- RECORDS FOR THIS EXERCISE
----

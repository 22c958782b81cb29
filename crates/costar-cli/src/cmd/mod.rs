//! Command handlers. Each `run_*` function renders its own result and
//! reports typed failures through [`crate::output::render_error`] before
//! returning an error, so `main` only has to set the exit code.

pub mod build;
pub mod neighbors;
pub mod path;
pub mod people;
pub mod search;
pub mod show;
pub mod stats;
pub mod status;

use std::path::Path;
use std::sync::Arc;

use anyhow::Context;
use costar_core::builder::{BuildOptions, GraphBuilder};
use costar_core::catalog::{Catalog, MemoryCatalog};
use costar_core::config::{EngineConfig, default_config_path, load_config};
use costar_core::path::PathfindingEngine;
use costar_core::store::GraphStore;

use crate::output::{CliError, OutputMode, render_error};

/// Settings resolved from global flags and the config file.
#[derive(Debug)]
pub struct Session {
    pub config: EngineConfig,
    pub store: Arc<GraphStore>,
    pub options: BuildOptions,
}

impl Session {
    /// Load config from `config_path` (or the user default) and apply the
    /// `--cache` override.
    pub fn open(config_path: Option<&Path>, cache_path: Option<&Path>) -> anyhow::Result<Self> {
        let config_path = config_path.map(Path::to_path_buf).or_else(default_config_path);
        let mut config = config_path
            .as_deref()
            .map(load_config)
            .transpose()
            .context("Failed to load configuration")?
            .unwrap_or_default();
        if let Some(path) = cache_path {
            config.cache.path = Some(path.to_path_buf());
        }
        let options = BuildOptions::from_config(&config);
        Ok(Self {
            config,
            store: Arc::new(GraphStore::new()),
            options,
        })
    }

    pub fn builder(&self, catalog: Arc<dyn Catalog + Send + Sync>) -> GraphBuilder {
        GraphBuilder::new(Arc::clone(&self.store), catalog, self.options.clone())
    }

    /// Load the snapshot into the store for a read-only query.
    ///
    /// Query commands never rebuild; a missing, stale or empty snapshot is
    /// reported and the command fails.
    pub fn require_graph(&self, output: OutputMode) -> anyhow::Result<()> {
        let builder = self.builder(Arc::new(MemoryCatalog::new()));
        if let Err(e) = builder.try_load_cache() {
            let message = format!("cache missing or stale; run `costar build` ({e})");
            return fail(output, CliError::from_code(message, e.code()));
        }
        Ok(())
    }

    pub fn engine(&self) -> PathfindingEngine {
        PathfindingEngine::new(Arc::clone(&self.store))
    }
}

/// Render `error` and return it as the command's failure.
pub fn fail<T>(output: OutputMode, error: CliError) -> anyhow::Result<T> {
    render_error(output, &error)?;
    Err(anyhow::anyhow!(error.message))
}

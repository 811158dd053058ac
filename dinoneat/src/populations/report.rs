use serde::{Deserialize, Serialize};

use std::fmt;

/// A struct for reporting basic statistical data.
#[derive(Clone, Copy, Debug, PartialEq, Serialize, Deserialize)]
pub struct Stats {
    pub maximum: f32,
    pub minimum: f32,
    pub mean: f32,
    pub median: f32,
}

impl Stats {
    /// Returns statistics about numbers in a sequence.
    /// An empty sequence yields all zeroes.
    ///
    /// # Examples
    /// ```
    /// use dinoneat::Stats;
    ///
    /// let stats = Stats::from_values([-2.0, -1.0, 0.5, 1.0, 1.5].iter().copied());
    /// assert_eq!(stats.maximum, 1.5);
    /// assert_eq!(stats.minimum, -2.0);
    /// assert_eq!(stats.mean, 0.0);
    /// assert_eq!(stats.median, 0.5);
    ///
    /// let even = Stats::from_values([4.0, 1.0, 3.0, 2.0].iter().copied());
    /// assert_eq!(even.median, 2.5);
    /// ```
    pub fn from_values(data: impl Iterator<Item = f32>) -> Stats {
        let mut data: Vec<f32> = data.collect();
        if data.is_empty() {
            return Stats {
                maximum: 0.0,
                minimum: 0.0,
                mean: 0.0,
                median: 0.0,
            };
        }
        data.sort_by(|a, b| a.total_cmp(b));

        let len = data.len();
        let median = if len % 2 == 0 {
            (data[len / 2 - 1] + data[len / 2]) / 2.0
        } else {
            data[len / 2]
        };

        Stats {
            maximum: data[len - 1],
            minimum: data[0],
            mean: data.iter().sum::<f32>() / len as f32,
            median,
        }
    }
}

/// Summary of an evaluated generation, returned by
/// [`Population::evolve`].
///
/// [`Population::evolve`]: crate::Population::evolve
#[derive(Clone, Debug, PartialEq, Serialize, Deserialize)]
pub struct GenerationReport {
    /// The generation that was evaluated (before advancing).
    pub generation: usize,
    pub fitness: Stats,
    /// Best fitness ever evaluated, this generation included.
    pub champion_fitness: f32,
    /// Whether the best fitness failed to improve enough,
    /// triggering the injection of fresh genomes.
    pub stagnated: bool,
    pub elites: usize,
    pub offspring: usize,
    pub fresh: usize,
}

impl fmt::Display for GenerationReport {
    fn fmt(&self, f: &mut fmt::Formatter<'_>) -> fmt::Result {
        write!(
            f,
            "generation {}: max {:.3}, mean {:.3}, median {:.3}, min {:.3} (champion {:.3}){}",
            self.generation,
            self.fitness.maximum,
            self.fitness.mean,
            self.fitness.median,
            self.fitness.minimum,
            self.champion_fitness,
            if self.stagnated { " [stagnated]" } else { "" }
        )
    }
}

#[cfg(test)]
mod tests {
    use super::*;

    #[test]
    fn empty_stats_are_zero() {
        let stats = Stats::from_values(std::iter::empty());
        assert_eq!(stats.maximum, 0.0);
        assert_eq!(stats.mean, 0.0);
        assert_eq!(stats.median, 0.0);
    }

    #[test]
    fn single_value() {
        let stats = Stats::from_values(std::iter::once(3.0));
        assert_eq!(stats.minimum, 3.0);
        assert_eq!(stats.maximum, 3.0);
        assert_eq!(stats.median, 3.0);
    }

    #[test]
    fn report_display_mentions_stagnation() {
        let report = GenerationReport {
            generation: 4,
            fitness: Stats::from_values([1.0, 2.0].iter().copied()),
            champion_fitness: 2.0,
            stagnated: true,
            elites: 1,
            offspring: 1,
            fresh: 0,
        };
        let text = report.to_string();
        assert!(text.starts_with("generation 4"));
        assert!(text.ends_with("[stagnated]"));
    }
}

----

- BRIEF
Your output should match the records above word for word.

- OUTPUT OF THE TASK
repository 22c958782b81cb29
filename crates/costar-cli/src/cmd/mod.rs
//! Command handlers. Each `run_*` function renders its own result and
//! reports typed failures through [`crate::output::render_error`] before
//! returning an error, so `main` only has to set the exit code.

pub mod build;
pub mod neighbors;
pub mod path;
pub mod people;
pub mod search;
pub mod show;
pub mod stats;
pub mod status;

use std::path::Path;
use std::sync::Arc;

use anyhow::Context;
use costar_core::builder::{BuildOptions, GraphBuilder};
use costar_core::catalog::{Catalog, MemoryCatalog};
use costar_core::config::{EngineConfig, default_config_path, load_config};
use costar_core::path::PathfindingEngine;
use costar_core::store::GraphStore;

use crate::output::{CliError, OutputMode, render_error};

/// Settings resolved from global flags and the config file.
#[derive(Debug)]
pub struct Session {
    pub config: EngineConfig,
    pub store: Arc<GraphStore>,
    pub options: BuildOptions,
}

impl Session {
    /// Load config from `config_path` (or the user default) and apply the
    /// `--cache` override.
    pub fn open(config_path: Option<&Path>, cache_path: Option<&Path>) -> anyhow::Result<Self> {
        let config_path = config_path.map(Path::to_path_buf).or_else(default_config_path);
        let mut config = config_path
            .as_deref()
            .map(load_config)
            .transpose()
            .context("Failed to load configuration")?
            .unwrap_or_default();
        if let Some(path) = cache_path {
            config.cache.path = Some(path.to_path_buf());
        }
        let options = BuildOptions::from_config(&config);
        Ok(Self {
            config,
            store: Arc::new(GraphStore::new()),
            options,
        })
    }

    pub fn builder(&self, catalog: Arc<dyn Catalog + Send + Sync>) -> GraphBuilder {
        GraphBuilder::new(Arc::clone(&self.store), catalog, self.options.clone())
    }

    /// Load the snapshot into the store for a read-only query.
    ///
    /// Query commands never rebuild; a missing, stale or empty snapshot is
    /// reported and the command fails.
    pub fn require_graph(&self, output: OutputMode) -> anyhow::Result<()> {
        let builder = self.builder(Arc::new(MemoryCatalog::new()));
        if let Err(e) = builder.try_load_cache() {
            let message = format!("cache missing or stale; run `costar build` ({e})");
            return fail(output, CliError::from_code(message, e.code()));
        }
        Ok(())
    }

    pub fn engine(&self) -> PathfindingEngine {
        PathfindingEngine::new(Arc::clone(&self.store))
    }
}

/// Render `error` and return it as the command's failure.
pub fn fail<T>(output: OutputMode, error: CliError) -> anyhow::Result<T> {
    render_error(output, &error)?;
    Err(anyhow::anyhow!(error.message))
}

repository 811158dd053058ac
filename dinoneat/src/populations/report.rs
use serde::{Deserialize, Serialize};

use std::fmt;

/// A struct for reporting basic statistical data.
#[derive(Clone, Copy, Debug, PartialEq, Serialize, Deserialize)]
pub struct Stats {
    pub maximum: f32,
    pub minimum: f32,
    pub mean: f32,
    pub median: f32,
}

impl Stats {
    /// Returns statistics about numbers in a sequence.
    /// An empty sequence yields all zeroes.
    ///
    /// # Examples
    /// ```
    /// use dinoneat::Stats;
    ///
    /// let stats = Stats::from_values([-2.0, -1.0, 0.5, 1.0, 1.5].iter().copied());
    /// assert_eq!(stats.maximum, 1.5);
    /// assert_eq!(stats.minimum, -2.0);
    /// assert_eq!(stats.mean, 0.0);
    /// assert_eq!(stats.median, 0.5);
    ///
    /// let even = Stats::from_values([4.0, 1.0, 3.0, 2.0].iter().copied());
    /// assert_eq!(even.median, 2.5);
    /// ```
    pub fn from_values(data: impl Iterator<Item = f32>) -> Stats {
        let mut data: Vec<f32> = data.collect();
        if data.is_empty() {
            return Stats {
                maximum: 0.0,
                minimum: 0.0,
                mean: 0.0,
                median: 0.0,
            };
        }
        data.sort_by(|a, b| a.total_cmp(b));

        let len = data.len();
        let median = if len % 2 == 0 {
            (data[len / 2 - 1] + data[len / 2]) / 2.0
        } else {
            data[len / 2]
        };

        Stats {
            maximum: data[len - 1],
            minimum: data[0],
            mean: data.iter().sum::<f32>() / len as f32,
            median,
        }
    }
}

/// Summary of an evaluated generation, returned by
/// [`Population::evolve`].
///
/// [`Population::evolve`]: crate::Population::evolve
#[derive(Clone, Debug, PartialEq, Serialize, Deserialize)]
pub struct GenerationReport {
    /// The generation that was evaluated (before advancing).
    pub generation: usize,
    pub fitness: Stats,
    /// Best fitness ever evaluated, this generation included.
    pub champion_fitness: f32,
    /// Whether the best fitness failed to improve enough,
    /// triggering the injection of fresh genomes.
    pub stagnated: bool,
    pub elites: usize,
    pub offspring: usize,
    pub fresh: usize,
}

impl fmt::Display for GenerationReport {
    fn fmt(&self, f: &mut fmt::Formatter<'_>) -> fmt::Result {
        write!(
            f,
            "generation {}: max {:.3}, mean {:.3}, median {:.3}, min {:.3} (champion {:.3}){}",
            self.generation,
            self.fitness.maximum,
            self.fitness.mean,
            self.fitness.median,
            self.fitness.minimum,
            self.champion_fitness,
            if self.stagnated { " [stagnated]" } else { "" }
        )
    }
}

#[cfg(test)]
mod tests {
    use super::*;

    #[test]
    fn empty_stats_are_zero() {
        let stats = Stats::from_values(std::iter::empty());
        assert_eq!(stats.maximum, 0.0);
        assert_eq!(stats.mean, 0.0);
        assert_eq!(stats.median, 0.0);
    }

    #[test]
    fn single_value() {
        let stats = Stats::from_values(std::iter::once(3.0));
        assert_eq!(stats.minimum, 3.0);
        assert_eq!(stats.maximum, 3.0);
        assert_eq!(stats.median, 3.0);
    }

    #[test]
    fn report_display_mentions_stagnation() {
        let report = GenerationReport {
            generation: 4,
            fitness: Stats::from_values([1.0, 2.0].iter().copied()),
            champion_fitness: 2.0,
            stagnated: true,
            elites: 1,
            offspring: 1,
            fresh: 0,
        };
        let text = report.to_string();
        assert!(text.starts_with("generation 4"));
        assert!(text.ends_with("[stagnated]"));
    }
}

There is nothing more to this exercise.